Supplied material Start Marker

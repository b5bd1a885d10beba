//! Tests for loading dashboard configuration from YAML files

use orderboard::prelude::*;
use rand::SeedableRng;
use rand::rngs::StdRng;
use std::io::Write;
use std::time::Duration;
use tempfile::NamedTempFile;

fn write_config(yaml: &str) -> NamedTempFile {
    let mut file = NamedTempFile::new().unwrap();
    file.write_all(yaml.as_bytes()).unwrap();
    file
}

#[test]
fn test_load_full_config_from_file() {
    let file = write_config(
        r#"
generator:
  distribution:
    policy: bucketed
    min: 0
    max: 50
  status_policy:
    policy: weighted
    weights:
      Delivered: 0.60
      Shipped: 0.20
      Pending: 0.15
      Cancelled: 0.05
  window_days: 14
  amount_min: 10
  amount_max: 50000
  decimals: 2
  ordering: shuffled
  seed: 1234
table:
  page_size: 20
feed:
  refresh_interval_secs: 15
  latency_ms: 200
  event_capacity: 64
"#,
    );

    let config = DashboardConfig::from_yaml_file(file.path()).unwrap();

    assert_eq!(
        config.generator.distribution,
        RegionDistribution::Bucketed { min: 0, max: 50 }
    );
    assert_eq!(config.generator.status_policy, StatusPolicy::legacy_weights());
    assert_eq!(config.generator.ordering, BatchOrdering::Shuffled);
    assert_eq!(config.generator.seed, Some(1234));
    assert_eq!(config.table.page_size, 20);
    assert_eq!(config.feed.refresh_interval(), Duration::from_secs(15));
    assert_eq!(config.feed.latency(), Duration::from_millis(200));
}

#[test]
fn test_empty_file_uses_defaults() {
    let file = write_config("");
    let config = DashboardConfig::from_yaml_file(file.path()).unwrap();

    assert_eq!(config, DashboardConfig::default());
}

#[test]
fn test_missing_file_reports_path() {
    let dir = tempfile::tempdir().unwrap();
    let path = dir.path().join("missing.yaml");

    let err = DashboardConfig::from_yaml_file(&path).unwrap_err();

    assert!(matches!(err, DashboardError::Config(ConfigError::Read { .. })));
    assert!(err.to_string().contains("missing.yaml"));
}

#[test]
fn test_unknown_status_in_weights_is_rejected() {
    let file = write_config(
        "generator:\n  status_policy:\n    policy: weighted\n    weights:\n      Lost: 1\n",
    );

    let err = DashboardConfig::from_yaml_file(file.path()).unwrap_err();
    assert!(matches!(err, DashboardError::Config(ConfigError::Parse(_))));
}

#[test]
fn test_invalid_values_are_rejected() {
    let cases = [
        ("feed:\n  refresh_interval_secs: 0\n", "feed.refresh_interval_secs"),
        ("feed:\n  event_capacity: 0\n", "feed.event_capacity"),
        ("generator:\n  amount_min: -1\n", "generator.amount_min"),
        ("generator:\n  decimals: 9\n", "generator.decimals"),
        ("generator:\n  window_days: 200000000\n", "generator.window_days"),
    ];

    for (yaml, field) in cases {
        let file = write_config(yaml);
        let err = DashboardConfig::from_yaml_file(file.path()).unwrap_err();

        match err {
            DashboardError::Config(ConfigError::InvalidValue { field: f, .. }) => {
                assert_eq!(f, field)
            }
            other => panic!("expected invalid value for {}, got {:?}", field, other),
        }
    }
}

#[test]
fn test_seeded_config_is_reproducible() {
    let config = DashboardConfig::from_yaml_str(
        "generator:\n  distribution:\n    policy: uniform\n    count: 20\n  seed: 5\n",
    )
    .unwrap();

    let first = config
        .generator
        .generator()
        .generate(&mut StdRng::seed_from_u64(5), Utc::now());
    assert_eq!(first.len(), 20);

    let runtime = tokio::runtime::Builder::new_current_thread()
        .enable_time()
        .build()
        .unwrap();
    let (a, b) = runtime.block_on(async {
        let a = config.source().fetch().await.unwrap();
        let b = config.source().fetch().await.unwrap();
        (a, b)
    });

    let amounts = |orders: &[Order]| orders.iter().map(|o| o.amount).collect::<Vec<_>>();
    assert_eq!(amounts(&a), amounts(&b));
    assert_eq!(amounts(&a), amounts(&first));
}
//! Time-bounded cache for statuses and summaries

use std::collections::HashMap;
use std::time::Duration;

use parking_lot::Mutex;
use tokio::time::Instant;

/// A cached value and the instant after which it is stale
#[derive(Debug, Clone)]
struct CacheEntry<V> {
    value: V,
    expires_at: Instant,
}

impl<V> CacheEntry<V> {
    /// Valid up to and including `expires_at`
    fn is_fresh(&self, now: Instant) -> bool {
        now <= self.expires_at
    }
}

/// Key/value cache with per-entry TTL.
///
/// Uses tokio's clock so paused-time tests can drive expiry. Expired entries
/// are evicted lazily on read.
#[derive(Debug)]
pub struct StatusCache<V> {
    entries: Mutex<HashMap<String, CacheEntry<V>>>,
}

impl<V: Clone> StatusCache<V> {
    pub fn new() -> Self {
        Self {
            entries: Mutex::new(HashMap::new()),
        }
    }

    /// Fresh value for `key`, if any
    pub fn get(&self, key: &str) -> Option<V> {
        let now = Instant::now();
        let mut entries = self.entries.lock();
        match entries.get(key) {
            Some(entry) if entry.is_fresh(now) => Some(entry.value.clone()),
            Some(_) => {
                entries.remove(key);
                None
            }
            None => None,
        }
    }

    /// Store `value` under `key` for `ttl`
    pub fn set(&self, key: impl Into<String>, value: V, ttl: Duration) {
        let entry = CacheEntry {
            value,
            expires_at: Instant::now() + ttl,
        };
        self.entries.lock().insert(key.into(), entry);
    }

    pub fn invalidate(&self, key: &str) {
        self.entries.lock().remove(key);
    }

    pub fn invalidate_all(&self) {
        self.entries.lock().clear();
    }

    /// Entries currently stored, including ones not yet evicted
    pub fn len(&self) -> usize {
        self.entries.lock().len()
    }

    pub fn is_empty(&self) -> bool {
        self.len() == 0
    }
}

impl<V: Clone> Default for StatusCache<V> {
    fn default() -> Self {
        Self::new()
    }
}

Supplied material End Marker

*Prompt*.
Please give back the records exactly as written, beginning at the first line and including the line that holds "let mut file" as the last.

*Output of the task*.
repository b5bd1a885d10beba
//! Tests for loading dashboard configuration from YAML files

use orderboard::prelude::*;
use rand::SeedableRng;
use rand::rngs::StdRng;
use std::io::Write;
use std::time::Duration;
use tempfile::NamedTempFile;

fn write_config(yaml: &str) -> NamedTempFile {
    let mut file = NamedTempFile::new().unwrap();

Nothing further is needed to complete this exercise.